Troisième choix : notre démarche participative garantit la prise en compte des véritables préoccupations du terrain. Le groupe a organisé 22 tables rondes et auditions, au cours desquelles 99 personnalités issues de 55 organismes ont été reçues. Il a surtout lancé une consultation nationale à destination des élus locaux, des fonctionnaires territoriaux, des professionnels et des citoyens. À sa clôture, cette consultation avait reçu 10 478 réponses. Cela démontre tout l'intérêt de notre travail !
Enfin, nous avons souhaité aboutir à des propositions de simplification opérationnelles. D'emblée, notre groupe de travail a été chargé de produire à la fois un rapport d'information et une proposition de loi. Nous avons choisi de ne pas embrasser trop de domaines à la fois et de veiller à éviter les simplifications de façade ou celles qui pèsent sur les collectivités comme, par exemple, la réduction des délais d'instruction des autorisations d'urbanisme. Nous avons aussi voulu, avec Jean-Marie Bockel et les rapporteurs, mettre en oeuvre un dispositif très innovant : la proposition de loi a fait l'objet d'une étude d'impact complète de la part d'un grand cabinet d'avocats spécialisé, afin de montrer l'exemple. Nous souhaitions ainsi garantir l'adéquation des propositions du Sénat aux difficultés identifiées, s'assurer que ces propositions aboutiraient bien à des simplifications, et éviter les effets pervers, fréquents dans ce domaine.

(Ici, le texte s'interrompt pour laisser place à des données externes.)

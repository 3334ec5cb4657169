// Licensed to the Apache Software Foundation (ASF) under one
// or more contributor license agreements.  See the NOTICE file
// distributed with this work for additional information
// regarding copyright ownership.  The ASF licenses this file
// to you under the Apache License, Version 2.0 (the
// "License"); you may not use this file except in compliance
// with the License.  You may obtain a copy of the License at
//
//   http://www.apache.org/licenses/LICENSE-2.0
//
// Unless required by applicable law or agreed to in writing,
// software distributed under the License is distributed on an
// "AS IS" BASIS, WITHOUT WARRANTIES OR CONDITIONS OF ANY
// KIND, either express or implied.  See the License for the
// specific language governing permissions and limitations
// under the License.
use std::fmt;
use std::sync::OnceLock;

use chrono::{Datelike, Local, Timelike};
use tracing_subscriber::fmt::format::{FormatEvent, FormatFields, Writer};
use tracing_subscriber::registry::LookupSpan;
use tracing_subscriber::{fmt as tracing_fmt, EnvFilter};

static INIT: OnceLock<()> = OnceLock::new();

struct GlogFormatter;

impl<S, N> FormatEvent<S, N> for GlogFormatter
where
    S: tracing::Subscriber + for<'a> LookupSpan<'a>,
    N: for<'a> FormatFields<'a> + 'static,
{
    fn format_event(
        &self,
        ctx: &tracing_fmt::FmtContext<'_, S, N>,
        mut writer: Writer<'_>,
        event: &tracing::Event<'_>,
    ) -> fmt::Result {
        let metadata = event.metadata();

        // Level (single character like glog)
        let level_char = match *metadata.level() {
            tracing::Level::ERROR => 'E',
            tracing::Level::WARN => 'W',
            tracing::Level::INFO => 'I',
            tracing::Level::DEBUG => 'D',
            tracing::Level::TRACE => 'T',
        };

        // Timestamp (Yyyyymmdd HH:MM:SS.microseconds)
        let now = Local::now();
        let timestamp = format!(
            "{}{:02}{:02} {:02}:{:02}:{:02}.{:06}",
            now.year() % 10000,
            now.month(),
            now.day(),
            now.hour(),
            now.minute(),
            now.second(),
            now.timestamp_subsec_micros()
        );

        // Thread ID
        let thread_id = format!("{:?}", std::thread::current().id())
            .trim_start_matches("ThreadId(")
            .trim_end_matches(")")
            .parse::<u64>()
            .unwrap_or(0);

        // File and line
        let file = metadata.file().unwrap_or("unknown");
        let line = metadata.line().unwrap_or(0);

        // Write in glog format: Lyyyymmdd hh:mm:ss.uuuuuu threadid file:line] message
        write!(
            writer,
            "{}{} {} {}:{}] ",
            level_char, timestamp, thread_id, file, line
        )?;

        // Write the message fields
        ctx.field_format().format_fields(writer.by_ref(), event)?;

        writeln!(writer)
    }
}

pub fn init_with_level(level: &str) {
    INIT.get_or_init(|| {
        // Build filter directly from the provided level/filter string.
        let env_filter = EnvFilter::new(level);

        // Auto-detect if stderr is a TTY to decide whether to use ANSI colors.
        // If stderr is redirected to a file, ANSI codes would appear as garbage.
        let use_ansi = atty::is(atty::Stream::Stderr);
        let _ = tracing_fmt()
            .with_env_filter(env_filter)
            .with_writer(std::io::stderr)
            .with_ansi(use_ansi)
            .event_format(GlogFormatter)
            .try_init();
    });
}

/// Initialize logging from the loaded config: `log_filter` wins over
/// `log_level`, absent config means "info".
pub fn init_from_config() {
    let filter = crate::novarise_config::config()
        .ok()
        .map(|c| c.log_filter.clone().unwrap_or_else(|| c.log_level.clone()))
        .unwrap_or_else(|| "info".to_string());
    init_with_level(&filter);
}

pub fn init() {
    init_with_level("info");
}

pub use tracing::instrument;
pub use tracing::{debug, error, info, trace, warn};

Le groupe de travail a fixé quelques règles méthodologiques. Il a distingué la simplification normative de la déréglementation, et s'est concentré sur la simplification, sans remettre en cause le fond des politiques publiques. Selon les sondés, il était nécessaire de stabiliser le droit ; le droit de l'urbanisme a été modifié plus d'une centaine de fois. Aussi avons-nous veillé à ne pas avancer de propositions susceptibles de nourrir l'instabilité normative. Ne prétendant pas faire table rase, nous nous sommes appuyés sur les nombreuses simplifications déjà intervenues sans les remettre en cause, mais, le cas échéant, en les prolongeant et en les renforçant grâce à l'apport de la consultation nationale.
Le groupe de travail a établi trois séries de propositions. La première constitue, conformément à la demande du président du Sénat, notre proposition de loi, texte audacieux mais consensuel de 7 chapitres, 14 articles et 25 mesures de simplification législative.
Une deuxième série de propositions figure dans le rapport. Nous souhaitons attirer l'attention du Gouvernement et du Parlement sur certains sujets que nous ne pouvions pas intégrer au texte : certains points relèvent du domaine règlementaire, voire des pratiques administratives ; d'autres concernent des projets de textes en cours d'élaboration ; d'autres enfin touchent à des problématiques structurelles d'ampleur méritant des investigations complémentaires ou excédant notre champ d'action.
La troisième série de propositions porte sur la fabrique de la norme. Si la révision périodique du stock de normes est un impératif, elle ne peut suffire si, dans le même temps, la production législative et règlementaire ne ralentit pas. Tuons la norme dans l'oeuf, et appliquons cette discipline à nous-même.